■ **TRY IT**
Your answer should be the exact lines of the data below from the one containing "use tubethread::config::Config;" through the one containing "the flags given"; please include nothing else.

Collected data:
******************************

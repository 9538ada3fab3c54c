use anyhow::{Context, Result};
use clap::Args;
use std::io::Write;
use std::path::PathBuf;

use tubethread::config::Config;
use tubethread::driver::{ChromeDriver, PageDriver};
use tubethread::error::Error;
use tubethread::storage::JsonLinesWriter;
use tubethread::traversal::{CommentIterator, Termination, TimeLimit, TraversalSettings};

#[derive(Args, Debug)]
pub struct ScrapeArgs {
    /// Watch page URL
    pub url: String,

    /// Maximum number of comment threads (defaults to the advertised count)
    #[arg(short, long)]
    pub limit: Option<usize>,

    /// Case-insensitive regex; threads with no matching comment are skipped
    #[arg(short, long)]
    pub filter: Option<String>,

    /// Time limit hours
    #[arg(long)]
    pub hours: Option<u64>,

    /// Time limit minutes
    #[arg(long)]
    pub minutes: Option<u64>,

    /// Time limit seconds
    #[arg(long)]
    pub seconds: Option<u64>,

    /// Output file (JSON Lines); stdout when absent
    #[arg(short, long)]
    pub output: Option<PathBuf>,

    /// Write `null` lines for threads the filter skipped
    #[arg(long, default_value = "false")]
    pub include_skips: bool,

    /// TOML config file; environment variables are used when absent
    #[arg(short, long)]
    pub config: Option<PathBuf>,

    /// Show the browser window
    #[arg(long, default_value = "false")]
    pub headed: bool,

    /// Chrome/Chromium executable
    #[arg(long)]
    pub chrome_path: Option<PathBuf>,

    /// Write step-by-step traversal diagnostics
    #[arg(long, default_value = "false")]
    pub diagnostics: bool,

    /// Diagnostics file (implies --diagnostics)
    #[arg(long)]
    pub diagnostics_file: Option<PathBuf>,
}

impl ScrapeArgs {
    /// Base config from file or environment, overlaid with the flags given
    pub fn resolve_config(&self) -> Result<Config> {
        let mut config = match &self.config {
            Some(path) => Config::from_file(path)?,
            None => Config::from_env()?,
        };

        config.scrape.target_url = self.url.clone();

        if let Some(limit) = self.limit {
            config.scrape.thread_limit = Some(limit);
        }
        if let Some(filter) = &self.filter {
            config.scrape.filter_pattern = Some(filter.clone());
        }
        if self.hours.is_some() || self.minutes.is_some() || self.seconds.is_some() {
            config.scrape.time_limit = TimeLimit::new(
                self.hours.unwrap_or(0),
                self.minutes.unwrap_or(0),
                self.seconds.unwrap_or(0),
            );
        }

        if self.headed {
            config.browser.headless = false;
        }
        if let Some(path) = &self.chrome_path {
            config.browser.chrome_path = Some(path.clone());
        }

        if self.diagnostics {
            config.logging.diagnostics_enabled = true;
        }
        if let Some(path) = &self.diagnostics_file {
            config.logging.diagnostics_enabled = true;
            config.logging.diagnostics_destination = path.clone();
        }

        Ok(config)
    }
}

pub async fn scrape(config: Config, output: Option<PathBuf>, include_skips: bool) -> Result<()> {
    let settings = TraversalSettings::from_config(&config.scrape, &config.waits)?;

    let driver = ChromeDriver::launch(&config.browser, &config.waits)
        .await
        .map_err(Error::from)
        .context("Failed to launch browser")?;

    let mut comments = CommentIterator::new(driver, settings);

    match &output {
        Some(path) => {
            let mut writer = JsonLinesWriter::create(path, include_skips)?;
            drain(&mut comments, &mut writer).await?;
        }
        None => {
            let mut writer = JsonLinesWriter::stdout(include_skips);
            drain(&mut comments, &mut writer).await?;
        }
    }

    let stats = comments.stats();
    eprintln!();
    eprintln!("Scrape Summary");
    eprintln!("==============");
    if let Some(total) = stats.advertised_total {
        eprintln!("  Advertised comments: {total}");
    }
    eprintln!("  Threads read:        {}", stats.threads_completed);
    eprintln!("  Replies read:        {}", stats.replies_read());
    eprintln!("  Threads emitted:     {}", stats.emitted);
    eprintln!("  Threads skipped:     {}", stats.skipped);
    if let Some(termination) = comments.termination() {
        eprintln!("  Ended:               {termination}");
    }
    if let Some(path) = &output {
        eprintln!("  Output:              {}", path.display());
    }

    if comments.termination() == Some(Termination::Failed) {
        if let Some(failure) = comments.diagnostic() {
            anyhow::bail!("traversal ended early: {failure}");
        }
    }

    Ok(())
}

/// Write outcomes until the sequence ends or the user interrupts
async fn drain<D: PageDriver, W: Write>(
    comments: &mut CommentIterator<D>,
    writer: &mut JsonLinesWriter<W>,
) -> Result<()> {
    let ctrl_c = tokio::signal::ctrl_c();
    tokio::pin!(ctrl_c);

    loop {
        tokio::select! {
            outcome = comments.next() => {
                let Some(outcome) = outcome else {
                    break;
                };
                if let Err(e) = writer.write_outcome(&outcome) {
                    comments.close().await;
                    return Err(e);
                }
            }
            _ = &mut ctrl_c => {
                tracing::warn!("interrupted, closing browser");
                comments.close().await;
                break;
            }
        }
    }

    Ok(())
}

******************************

■ **OUTPUT OF THE TASK**
use tubethread::config::Config;
use tubethread::driver::{ChromeDriver, PageDriver};
use tubethread::error::Error;
use tubethread::storage::JsonLinesWriter;
use tubethread::traversal::{CommentIterator, Termination, TimeLimit, TraversalSettings};

#[derive(Args, Debug)]
pub struct ScrapeArgs {
    /// Watch page URL
    pub url: String,

    /// Maximum number of comment threads (defaults to the advertised count)
    #[arg(short, long)]
    pub limit: Option<usize>,

    /// Case-insensitive regex; threads with no matching comment are skipped
    #[arg(short, long)]
    pub filter: Option<String>,

    /// Time limit hours
    #[arg(long)]
    pub hours: Option<u64>,

    /// Time limit minutes
    #[arg(long)]
    pub minutes: Option<u64>,

    /// Time limit seconds
    #[arg(long)]
    pub seconds: Option<u64>,

    /// Output file (JSON Lines); stdout when absent
    #[arg(short, long)]
    pub output: Option<PathBuf>,

    /// Write `null` lines for threads the filter skipped
    #[arg(long, default_value = "false")]
    pub include_skips: bool,

    /// TOML config file; environment variables are used when absent
    #[arg(short, long)]
    pub config: Option<PathBuf>,

    /// Show the browser window
    #[arg(long, default_value = "false")]
    pub headed: bool,

    /// Chrome/Chromium executable
    #[arg(long)]
    pub chrome_path: Option<PathBuf>,

    /// Write step-by-step traversal diagnostics
    #[arg(long, default_value = "false")]
    pub diagnostics: bool,

    /// Diagnostics file (implies --diagnostics)
    #[arg(long)]
    pub diagnostics_file: Option<PathBuf>,
}

impl ScrapeArgs {
    /// Base config from file or environment, overlaid with the flags given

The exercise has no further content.